- [What you are asked to do] Copy out every line of the records in which "Option" can be found.

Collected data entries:
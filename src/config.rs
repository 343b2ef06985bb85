use serde::Deserialize;
use std::path::PathBuf;

#[derive(Debug, Deserialize, Clone)]
pub struct Config {
    pub server: ServerConfig,
    pub twilio: TwilioConfig,
    pub openai: OpenAiConfig,
    pub elevenlabs: ElevenLabsConfig,
    #[serde(default)]
    pub gemini: GeminiConfig,
    pub supabase: SupabaseConfig,
    #[serde(default)]
    pub assistant: AssistantConfig,
    #[serde(default)]
    pub call: CallConfig,
    #[serde(default)]
    pub outreach: OutreachConfig,
    #[serde(default)]
    pub api: ApiConfig,
}

#[derive(Debug, Deserialize, Clone)]
pub struct ServerConfig {
    #[serde(default = "default_host")]
    pub host: String,
    #[serde(default = "default_port")]
    pub port: u16,
    /// Public https base that Twilio can reach; used in TwiML callbacks and audio URLs.
    pub external_url: String,
}

fn default_host() -> String {
    "0.0.0.0".to_string()
}

fn default_port() -> u16 {
    8443
}

#[derive(Debug, Deserialize, Clone)]
pub struct TwilioConfig {
    pub account_sid: String,
    pub auth_token: String,
    pub phone_number: String,
    #[serde(default = "default_twilio_base")]
    pub api_base: String,
    #[serde(default = "default_true")]
    pub validate_signatures: bool,
}

fn default_twilio_base() -> String {
    "https://api.twilio.com".to_string()
}

fn default_true() -> bool {
    true
}

#[derive(Debug, Deserialize, Clone)]
pub struct OpenAiConfig {
    pub api_key: String,
    #[serde(default = "default_openai_base")]
    pub base_url: String,
    #[serde(default = "default_chat_model")]
    pub chat_model: String,
    #[serde(default = "default_stt_model")]
    pub stt_model: String,
    #[serde(default = "default_realtime_model")]
    pub realtime_model: String,
    #[serde(default = "default_max_tokens")]
    pub max_tokens: u32,
    #[serde(default = "default_temperature")]
    pub temperature: f32,
}

fn default_openai_base() -> String {
    "https://api.openai.com/v1".to_string()
}

fn default_chat_model() -> String {
    "gpt-4o-mini".to_string()
}

fn default_stt_model() -> String {
    "whisper-1".to_string()
}

fn default_realtime_model() -> String {
    "gpt-4o-realtime-preview".to_string()
}

fn default_max_tokens() -> u32 {
    150
}

fn default_temperature() -> f32 {
    0.7
}

#[derive(Debug, Deserialize, Clone)]
pub struct ElevenLabsConfig {
    pub api_key: String,
    #[serde(default = "default_elevenlabs_base")]
    pub base_url: String,
    #[serde(default = "default_voice_id")]
    pub voice_id: String,
    #[serde(default = "default_tts_model")]
    pub model_id: String,
    #[serde(default = "default_stability")]
    pub stability: f32,
    #[serde(default = "default_similarity_boost")]
    pub similarity_boost: f32,
}

fn default_elevenlabs_base() -> String {
    "https://api.elevenlabs.io".to_string()
}

fn default_voice_id() -> String {
    "EXAVITQu4vr4xnSDxMaL".to_string()
}

fn default_tts_model() -> String {
    "eleven_turbo_v2_5".to_string()
}

fn default_stability() -> f32 {
    0.5
}

fn default_similarity_boost() -> f32 {
    0.75
}

#[derive(Debug, Deserialize, Clone)]
pub struct GeminiConfig {
    #[serde(default)]
    pub api_key: String,
    #[serde(default = "default_gemini_base")]
    pub base_url: String,
    #[serde(default = "default_gemini_model")]
    pub model: String,
}

impl Default for GeminiConfig {
    fn default() -> Self {
        Self {
            api_key: String::new(),
            base_url: default_gemini_base(),
            model: default_gemini_model(),
        }
    }
}

fn default_gemini_base() -> String {
    "https://generativelanguage.googleapis.com".to_string()
}

fn default_gemini_model() -> String {
    "gemini-1.5-flash".to_string()
}

#[derive(Debug, Deserialize, Clone)]
pub struct SupabaseConfig {
    pub url: String,
    pub service_key: String,
}

#[derive(Debug, Deserialize, Clone)]
pub struct AssistantConfig {
    #[serde(default = "default_assistant_name")]
    pub name: String,
    /// Fixed greeting. Empty means a time-of-day greeting is generated per call.
    #[serde(default)]
    pub greeting: String,
}

impl Default for AssistantConfig {
    fn default() -> Self {
        Self {
            name: default_assistant_name(),
            greeting: String::new(),
        }
    }
}

fn default_assistant_name() -> String {
    "Clara".to_string()
}

#[derive(Debug, Deserialize, Clone)]
pub struct CallConfig {
    #[serde(default = "default_max_record_secs")]
    pub max_record_secs: u32,
    #[serde(default = "default_silence_timeout")]
    pub silence_timeout_secs: u32,
    #[serde(default = "default_session_timeout")]
    pub session_timeout_secs: u64,
    #[serde(default = "default_max_history")]
    pub max_history: usize,
    #[serde(default = "default_audio_ttl")]
    pub audio_ttl_secs: u64,
}

impl Default for CallConfig {
    fn default() -> Self {
        Self {
            max_record_secs: default_max_record_secs(),
            silence_timeout_secs: default_silence_timeout(),
            session_timeout_secs: default_session_timeout(),
            max_history: default_max_history(),
            audio_ttl_secs: default_audio_ttl(),
        }
    }
}

fn default_max_record_secs() -> u32 {
    30
}

fn default_silence_timeout() -> u32 {
    3
}

fn default_session_timeout() -> u64 {
    1800
}

fn default_max_history() -> usize {
    20
}

fn default_audio_ttl() -> u64 {
    600
}

#[derive(Debug, Deserialize, Clone)]
pub struct OutreachConfig {
    #[serde(default = "default_batch_size")]
    pub batch_size: usize,
    #[serde(default = "default_max_attempts")]
    pub max_attempts: u32,
    /// Delay before a retrying job becomes due again. 0 retries on the next run.
    #[serde(default)]
    pub retry_delay_secs: u64,
    /// Background poll interval. 0 disables the poller.
    #[serde(default)]
    pub poll_interval_secs: u64,
}

impl Default for OutreachConfig {
    fn default() -> Self {
        Self {
            batch_size: default_batch_size(),
            max_attempts: default_max_attempts(),
            retry_delay_secs: 0,
            poll_interval_secs: 0,
        }
    }
}

fn default_batch_size() -> usize {
    10
}

fn default_max_attempts() -> u32 {
    2
}

#[derive(Debug, Deserialize, Clone, Default)]
pub struct ApiConfig {
    /// Bearer token required for /api/* endpoints. If empty, all requests are rejected.
    #[serde(default)]
    pub token: String,
    /// Dashboard origins allowed by CORS. Empty allows any origin.
    #[serde(default)]
    pub allowed_origins: Vec<String>,
}

impl Config {
    pub fn load() -> Result<Self, Box<dyn std::error::Error>> {
        // Load .env file from same directory as config.toml
        let env_path = config_dir().join(".env");
        match dotenvy::from_path(&env_path) {
            Ok(()) => tracing::info!("Loaded .env from {}", env_path.display()),
            Err(dotenvy::Error::Io(_)) => {
                tracing::debug!(
                    "No .env file at {}, using environment only",
                    env_path.display()
                );
            }
            Err(e) => tracing::warn!("Failed to parse .env: {e}"),
        }

        let path = config_path();
        tracing::info!("Loading config from {}", path.display());

        let contents = std::fs::read_to_string(&path).map_err(|e| {
            format!(
                "Failed to read config at {}: {}. Copy config.example.toml to {}",
                path.display(),
                e,
                path.display()
            )
        })?;

        let mut config = Self::from_toml(&contents)?;
        config.apply_env_overrides(|key| std::env::var(key).ok());
        Ok(config)
    }

    pub fn from_toml(contents: &str) -> Result<Self, toml::de::Error> {
        toml::from_str(contents)
    }

    /// Secrets may come from the environment instead of the TOML file.
    fn apply_env_overrides(&mut self, var: impl Fn(&str) -> Option<String>) {
        let targets: [(&str, &mut String); 9] = [
            ("TWILIO_ACCOUNT_SID", &mut self.twilio.account_sid),
            ("TWILIO_AUTH_TOKEN", &mut self.twilio.auth_token),
            ("OPENAI_API_KEY", &mut self.openai.api_key),
            ("ELEVENLABS_API_KEY", &mut self.elevenlabs.api_key),
            ("GEMINI_API_KEY", &mut self.gemini.api_key),
            ("SUPABASE_URL", &mut self.supabase.url),
            ("SUPABASE_SERVICE_ROLE_KEY", &mut self.supabase.service_key),
            ("CLARA_API_TOKEN", &mut self.api.token),
            ("SERVER_EXTERNAL_URL", &mut self.server.external_url),
        ];
        for (key, slot) in targets {
            if let Some(v) = var(key) {
                *slot = v;
            }
        }
    }
}

fn config_dir() -> PathBuf {
    if let Ok(p) = std::env::var("CLARA_CONFIG") {
        // If pointing to a file, use its parent directory
        let path = PathBuf::from(p);
        return path.parent().map(|p| p.to_path_buf()).unwrap_or(path);
    }

    let home = std::env::var("HOME").unwrap_or_else(|_| ".".to_string());
    PathBuf::from(home).join(".clara")
}

fn config_path() -> PathBuf {
    if let Ok(p) = std::env::var("CLARA_CONFIG") {
        return PathBuf::from(p);
    }

    config_dir().join("config.toml")
}
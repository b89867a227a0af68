//! Structured logging for the harness.
//!
//! Scenario output on stdout/stderr is part of the contract with the debugger
//! tests, so diagnostics stay at `warn` unless `DEBUGGEE_LOG` asks for more.

use tracing_subscriber::{fmt as subscriber_fmt, prelude::*, EnvFilter, Registry};

use crate::config::LOG_ENV;

pub const DEFAULT_FILTER: &str = "warn";

/// Install the global subscriber. Safe to call more than once; later calls are
/// no-ops.
pub fn init(directive: Option<&str>) {
    let filter = match directive {
        Some(directive) => EnvFilter::try_new(directive).unwrap_or_else(|err| {
            eprintln!("invalid {LOG_ENV} directive ({err}); using {DEFAULT_FILTER}");
            EnvFilter::new(DEFAULT_FILTER)
        }),
        None => EnvFilter::new(DEFAULT_FILTER),
    };

    let _ = Registry::default()
        .with(filter)
        .with(
            subscriber_fmt::layer()
                .with_writer(std::io::stderr)
                .with_target(false),
        )
        .try_init();
}

#[cfg(test)]
mod tests {
    use super::*;

    #[test]
    fn init_is_idempotent() {
        init(None);
        init(Some("debug"));
        tracing::debug!(scenario = "none", "logging initialized twice");
    }

    #[test]
    fn bad_directive_falls_back() {
        init(Some("[[not a directive"));
    }
}
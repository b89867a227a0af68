//! Scenario name to behavior.

use std::io::{self, Write};
use std::time::Duration;

use anyhow::anyhow;
use debuggee_scenarios::{FaultKind, ScenarioId};

use crate::bridge::{self, ModuleLocator, SystemLoader};
use crate::config::HarnessConfig;
use crate::error::ScenarioError;
use crate::{env_probe, fault, filler, recursion, rendezvous, vars};

pub const NO_SCENARIO: &str = "No testcase was specified.";
pub const UNKNOWN_SCENARIO: &str = "Unknown testcase.";

pub const SLEEP_SECONDS: u64 = 10;

#[derive(Debug, Clone, Copy, PartialEq, Eq)]
pub enum Outcome {
    Completed,
    /// The name matched no scenario. Not a failure.
    Unknown,
    /// `environment-check` found a mismatch (or was given nothing to check).
    CheckFailed,
}

/// `args` excludes the program name: `args[0]` is the scenario name and the rest
/// are forwarded to it unchanged.
pub fn dispatch(config: &HarnessConfig, args: &[String]) -> Result<Outcome, ScenarioError> {
    let Some((name, params)) = args.split_first() else {
        return Err(ScenarioError::Usage(NO_SCENARIO.to_string()));
    };

    let Some(id) = ScenarioId::parse(name) else {
        tracing::debug!(name = %name, "unknown scenario");
        println!("{UNKNOWN_SCENARIO}");
        return Ok(Outcome::Unknown);
    };

    tracing::debug!(scenario = %id, params = params.len(), "running scenario");
    run(id, params, config)
}

pub fn run(
    id: ScenarioId,
    params: &[String],
    config: &HarnessConfig,
) -> Result<Outcome, ScenarioError> {
    match id {
        ScenarioId::FaultAddress => fault::inject(FaultKind::InvalidAddress),
        ScenarioId::FaultCall => fault::inject(FaultKind::InvalidCallTarget),
        ScenarioId::FaultError => fault::inject(FaultKind::PropagatedError),
        ScenarioId::DeepRecursion => recursion::descend(recursion::SCENARIO_DEPTH),
        ScenarioId::ThreadRendezvous => {
            let report =
                rendezvous::run(rendezvous::SCENARIO_WORKERS, rendezvous::SCENARIO_LINGER)?;
            tracing::debug!(workers = report.workers.len(), "rendezvous done");
        }
        ScenarioId::ThreadRendezvousLong => {
            rendezvous::run(
                rendezvous::SCENARIO_WORKERS,
                rendezvous::SCENARIO_LONG_LINGER,
            )?;
        }
        ScenarioId::EnvironmentDump => {
            env_probe::dump_all(&mut io::stdout().lock())?;
        }
        ScenarioId::EnvironmentCheck => {
            let pairs = env_probe::pairs_from_params(params);
            if !env_probe::check_all(&pairs, &mut io::stdout().lock())? {
                return Ok(Outcome::CheckFailed);
            }
        }
        ScenarioId::InfiniteLoop => filler::infinite_loop(),
        ScenarioId::EchoLoop => {
            filler::echo_loop(&mut io::stdin().lock(), &mut io::stdout().lock())?;
        }
        ScenarioId::VariableState => {
            vars::build_and_hold(vars::SCENARIO_ITERATIONS);
        }
        ScenarioId::VariableStateUpdate => {
            vars::build_and_update(vars::SCENARIO_ITERATIONS);
        }
        ScenarioId::CrossModuleCall => {
            crate::dir1::debuggee::header_fn1(1);
            crate::dir2::debuggee::header_fn2(2);
            io::stdout().flush()?;
            bridge::invoke_remote(
                &SystemLoader,
                &ModuleLocator::from_config(config),
                bridge::MODULE_BASE_NAME,
                bridge::ENTRY_SYMBOL,
            )?;
        }
        ScenarioId::CrossModuleCallNoDylib => {
            crate::dir1::debuggee::header_fn1(1);
            crate::dir2::debuggee::header_fn2(2);
        }
        ScenarioId::PathEdgeCases => filler::path_edge_cases(),
        ScenarioId::Disassembly => filler::disassembly(),
        ScenarioId::BulkOutput => {
            filler::bulk_output(&mut io::stdout().lock(), filler::SPAM_LINES)?;
        }
        ScenarioId::StreamProbe => filler::stream_probe()?,
        ScenarioId::NumericFiller => {
            filler::mandelbrot(&filler::MandelbrotPlan::default(), &mut io::stdout().lock())?;
        }
        ScenarioId::SpawnChild => {
            let exe = config
                .exe
                .as_deref()
                .ok_or_else(|| anyhow!("cannot determine the path of the running executable"))?;
            filler::spawn_child(exe)?;
        }
        ScenarioId::Sleep => filler::sleep(Duration::from_secs(SLEEP_SECONDS)),
    }
    Ok(Outcome::Completed)
}
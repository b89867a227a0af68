#[no_mangle]
#[inline(never)]
pub extern "C" fn remote_path1() {
    crate::announce("remote_path1");
}
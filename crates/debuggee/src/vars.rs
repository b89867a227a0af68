//! Locals for variable-view and formatter tests.
//!
//! [`build_and_hold`] rebuilds the whole set every iteration and parks on one
//! marked line (`#BP3`) with all of it alive; nothing is consumed, and the only
//! value that survives an iteration is the process-wide counter.

#![allow(clippy::approx_constant)]

use std::borrow::Cow;
use std::cell::{Cell, RefCell};
use std::collections::{BTreeMap, HashMap};
use std::ffi::{c_void, CStr};
use std::hint::black_box;
use std::ptr;
use std::rc::Rc;
use std::sync::atomic::{AtomicU32, Ordering};

pub const SCENARIO_ITERATIONS: u32 = 10;

/// Address used for pointers that must be non-null yet never valid.
pub const INVALID_ADDRESS: usize = 1;

#[repr(C)]
#[derive(Clone, Copy, Debug, Default, PartialEq)]
pub struct Struct {
    pub a: i32,
    pub b: u8,
    pub c: f32,
    pub d: [i32; 4],
}

#[repr(C)]
#[derive(Clone, Copy, Debug)]
pub struct DeepStruct {
    pub a: i32,
    pub b: &'static str,
    pub c: f32,
    pub d: Struct,
    pub e: [Struct; 5],
}

#[repr(C)]
#[derive(Clone, Copy)]
pub union XW {
    pub x: i32,
    pub w: i32,
}

#[repr(C)]
#[derive(Clone, Copy)]
pub union YH {
    pub y: i32,
    pub h: i32,
}

/// Two overlapping field pairs, the way a C struct of anonymous unions lays out.
#[repr(C)]
#[derive(Clone, Copy)]
pub struct AnonUnion {
    pub xw: XW,
    pub yh: YH,
}

#[derive(Debug)]
pub struct TupleStruct<'a>(pub i32, pub &'a str, pub f32);

/// What a debugger can ask of any object in the class hierarchy, whatever its
/// concrete variant.
pub trait ClassObject {
    fn identity(&self) -> &'static str;
    /// Invalidate the fields. Runs on drop, so a debugger stepping through
    /// destruction sees them change.
    fn teardown(&mut self);
}

#[derive(Debug, Clone, PartialEq)]
pub struct Base {
    pub m1: i32,
}

#[derive(Debug, Clone, PartialEq)]
pub struct Derived {
    pub base: Base,
    pub m2: i32,
}

#[derive(Debug, Clone, PartialEq)]
pub enum Class {
    Base(Base),
    Derived(Derived),
}

impl Class {
    /// Class-level constant, readable as `Class::MS` from a debugger.
    pub const MS: i32 = 42;

    pub fn base() -> Self {
        Class::Base(Base { m1: 1 })
    }

    pub fn derived() -> Self {
        Class::Derived(Derived {
            base: Base { m1: 1 },
            m2: 2,
        })
    }
}

impl ClassObject for Class {
    fn identity(&self) -> &'static str {
        match self {
            Class::Base(_) => "Class",
            Class::Derived(_) => "DerivedClass",
        }
    }

    fn teardown(&mut self) {
        match self {
            Class::Base(b) => b.m1 = 0,
            Class::Derived(d) => {
                d.m2 = 0;
                d.base.m1 = 0;
            }
        }
    }
}

impl Drop for Class {
    fn drop(&mut self) {
        self.teardown();
    }
}

// One per process. Only the thread running the scenario writes it: bumped once
// per iteration, never reset.
static ITERATION_COUNTER: AtomicU32 = AtomicU32::new(0);

pub fn iteration_count() -> u32 {
    ITERATION_COUNTER.load(Ordering::Relaxed)
}

/// Run `iterations` rounds and return the counter afterwards. In a fresh
/// process the result equals `iterations`.
#[inline(never)]
pub fn build_and_hold(iterations: u32) -> u32 {
    let a = 10;
    let b = 20;
    black_box((a, b));

    for j in 0..iterations {
        let i = j as i32;
        let a = 30;
        let b = 40;
        let pi: f32 = 3.141_592_7;
        let static_ = ITERATION_COUNTER.fetch_add(1, Ordering::Relaxed) + 1;

        let c: &[u8; 7] = b"foobar\0";
        let c2: [u8; 6] = *b"FooBar";
        let large_array = [0i32; 100_000];
        let array_int = [1, 2, 3, 4, 5, 6, 7, 8, 9, 10];
        let array_int_ptr: *const i32 = array_int.as_ptr();
        let vec_int = vec![vec![i, i * 2, i * 3, i * 4, i * 5]; 10];
        let empty_vec: Vec<Vec<i32>> = Vec::new();

        let s1 = Struct {
            a: i + 1,
            b: b'a',
            c: 3.0,
            d: [i; 4],
        };
        let s2 = Struct {
            a: i + 10,
            b: b'b',
            c: 999.0,
            d: [i * 10; 4],
        };
        let s_ptr: *const Struct = &s1;
        let s_ref: &Struct = &s1;
        let s_ptr_ptr: *const *const Struct = &s_ptr;
        let s_box: Box<Struct> = Box::new(s2);
        let null_s_ptr: *const Struct = ptr::null();
        let null_s_ptr_ptr: *const *const Struct = &null_s_ptr;
        let invalid_s_ptr = INVALID_ADDRESS as *const Struct;
        let dangling_s_ptr: *const Struct = {
            let gone = Box::new(s1);
            &*gone as *const Struct
        };
        let void_ptr: *const c_void = s_ptr.cast();
        let null_void_ptr: *const c_void = ptr::null();
        let invalid_void_ptr = INVALID_ADDRESS as *const c_void;

        let anon_union = AnonUnion {
            xw: XW { x: 4 },
            yh: YH { y: 5 },
        };
        let mut ds1 = DeepStruct {
            a: 13,
            b: "foo",
            c: 3.14,
            d: Struct {
                a: i,
                b: b'd',
                c: 4.0,
                d: [1, 2, 3, i],
            },
            e: [Struct::default(); 5],
        };
        ds1.e[0] = Struct {
            a: i * 2,
            b: b's',
            c: 5.0,
            d: [4, 5, 6, i],
        };
        ds1.e[1] = Struct {
            a: i * 3,
            b: b'x',
            c: 5.5,
            d: [3, 5, 1, i],
        };

        let class_obj = Class::base();
        let derived_class_obj = Class::derived();
        let class_ptr: &dyn ClassObject = &derived_class_obj;

        let vec_struct = vec![
            Struct {
                a: i * 2,
                b: b'b',
                c: 4.0,
                d: [0; 4],
            };
            3
        ];
        let stdarr_int = [0i32; 5];
        let ord_map = BTreeMap::from([(1, 2.34f32), (2, 3.56f32)]);
        let unord_map = HashMap::from([(1, 2.34f32), (2, 3.56f32)]);
        let shared_ptr = Rc::new(ord_map.clone());
        let shared_weak = Rc::downgrade(&shared_ptr);

        let mut array_struct = [Struct::default(); 5];
        for (k, slot) in array_struct.iter_mut().enumerate() {
            let k = k as i32;
            *slot = Struct {
                a: i * 2 + k,
                b: b'a' + k as u8,
                c: k as f32,
                d: [0; 4],
            };
        }
        let array_struct_p: *const Struct = array_struct.as_ptr();

        let cstr: &CStr = c"The quick brown fox";
        let wcstr: Vec<u16> = "The quick brown fox"
            .encode_utf16()
            .chain(Some(0))
            .collect();
        let str1 = String::from("The quick brown fox");
        let invalid_utf8: &CStr = c"ABC\xFF\x01\xFEXYZ";
        let invalid_utf8_bytes: &[u8] = b"ABC\xFF\x01\xFEXYZ";
        let empty_str = String::new();
        let str_ptr: *const String = &str1;
        let str_ref: &String = &str1;
        let wstr1: Vec<char> = "Превед йожэг!".chars().collect();
        let wstr2: Vec<u16> = "Ḥ̪͔̦̺E͍̹̯̭͜ C̨͙̹̖̙O̡͍̪͖ͅM̢̗͙̫̬E̜͍̟̟̮S̢̢̪̘̦!".encode_utf16().collect();

        let opt_str1: Option<&str> = Some("string");
        let opt_str2: Option<&str> = None;
        let result_ok: Result<&str, String> = Ok("ok");
        let result_err: Result<&str, String> = Err("err".into());
        let cow1: Cow<'_, str> = Cow::Borrowed("their cow");
        let cow2: Cow<'_, str> = Cow::Owned("my cow".into());
        let tuple = (1, "a", 42.0);
        let tuple_struct = TupleStruct(3, "xxx", -3.0);
        let cell = Cell::new(10);
        let ref_cell = RefCell::new(11);
        let ref_cell_borrow = ref_cell.borrow();

        let zzz = i; // #BP3

        black_box((
            (i, a, b, pi, static_, c, &c2, &large_array),
            (&array_int, array_int_ptr, &vec_int, &empty_vec),
            (&s1, &s2, s_ptr, s_ref, s_ptr_ptr, &s_box),
            (null_s_ptr, null_s_ptr_ptr, invalid_s_ptr, dangling_s_ptr),
            (void_ptr, null_void_ptr, invalid_void_ptr),
            (&anon_union, &ds1, &class_obj, class_ptr),
            (&vec_struct, &stdarr_int, &ord_map, &unord_map),
            (&shared_ptr, &shared_weak, &array_struct, array_struct_p),
            (cstr, &wcstr, &str1, invalid_utf8, invalid_utf8_bytes),
            (&empty_str, str_ptr, str_ref, &wstr1, &wstr2),
            (&opt_str1, &opt_str2, &result_ok, &result_err, &cow1, &cow2),
            (&tuple, &tuple_struct, &cell, &ref_cell_borrow, zzz),
        ));
    }

    iteration_count()
}

/// Grow one vector by one element per iteration, parking on `#BP4` each time so
/// a debugger can watch a single variable change.
#[inline(never)]
pub fn build_and_update(iterations: u32) -> Vec<u32> {
    let mut vector = Vec::new();
    for i in 0..iterations {
        vector.push(i);
        let zzz = i; // #BP4
        black_box((&vector, zzz));
    }
    vector
}
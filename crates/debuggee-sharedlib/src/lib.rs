//! Second module of the debuggee: built as a `cdylib` that the harness loads at
//! runtime, and as an `rlib` so the disassembly and path scenarios can call the
//! same functions directly.
//!
//! Every export is `extern "C"` and unmangled so lookups by name work the same
//! from `dlsym`, `GetProcAddress` and a debugger's symbol search.

#![allow(clippy::missing_safety_doc)]

use std::hint::black_box;
use std::io::Write as _;

#[path = "paths/remote/path1.rs"]
mod remote_path1;
#[path = "paths/remote/path2.rs"]
mod remote_path2;
#[path = "paths/relative.rs"]
mod relative;
// Deliberately not normalized: the debug info keeps the `..` and `.` components.
#[path = "paths/../paths/./denorm_path.rs"]
mod denorm;

pub use denorm::denorm_path;
pub use relative::relative_path;
pub use remote_path1::remote_path1;
pub use remote_path2::remote_path2;

/// Line printed by [`sharedlib_entry`]; tests match on it.
pub const ENTRY_BANNER: &str = "sharedlib_entry: hello from debuggee2";

/// Symbol name the harness resolves after loading this module.
pub const ENTRY_SYMBOL: &str = "sharedlib_entry";

// Callers are C-ABI exports with no error channel; a closed stdout is ignored.
pub(crate) fn announce(line: &str) {
    let mut stdout = std::io::stdout().lock();
    let _ = writeln!(stdout, "{line}");
    let _ = stdout.flush();
}

#[no_mangle]
pub extern "C" fn sharedlib_entry() {
    // Unwinding across the C ABI would abort the loader's process; drop the panic.
    let _ = std::panic::catch_unwind(|| {
        announce(ENTRY_BANNER); // #BP_sharedlib
    });
}

/// Small, branchy, side-effect free routine meant to be stepped by instruction.
#[no_mangle]
#[inline(never)]
pub extern "C" fn disassembly1() {
    let mut acc: u32 = black_box(0);
    for i in 0..black_box(10u32) {
        if i % 3 == 0 {
            acc = acc.wrapping_add(i);
        } else {
            acc = acc.wrapping_mul(3).rotate_left(i);
        }
    }
    black_box(acc);
}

- [Task result]
    fn apply_env_overrides(&mut self, var: impl Fn(&str) -> Option<String>) {
pub fn init(directive: Option<&str>) {
        let opt_str1: Option<&str> = Some("string");
        let opt_str2: Option<&str> = None;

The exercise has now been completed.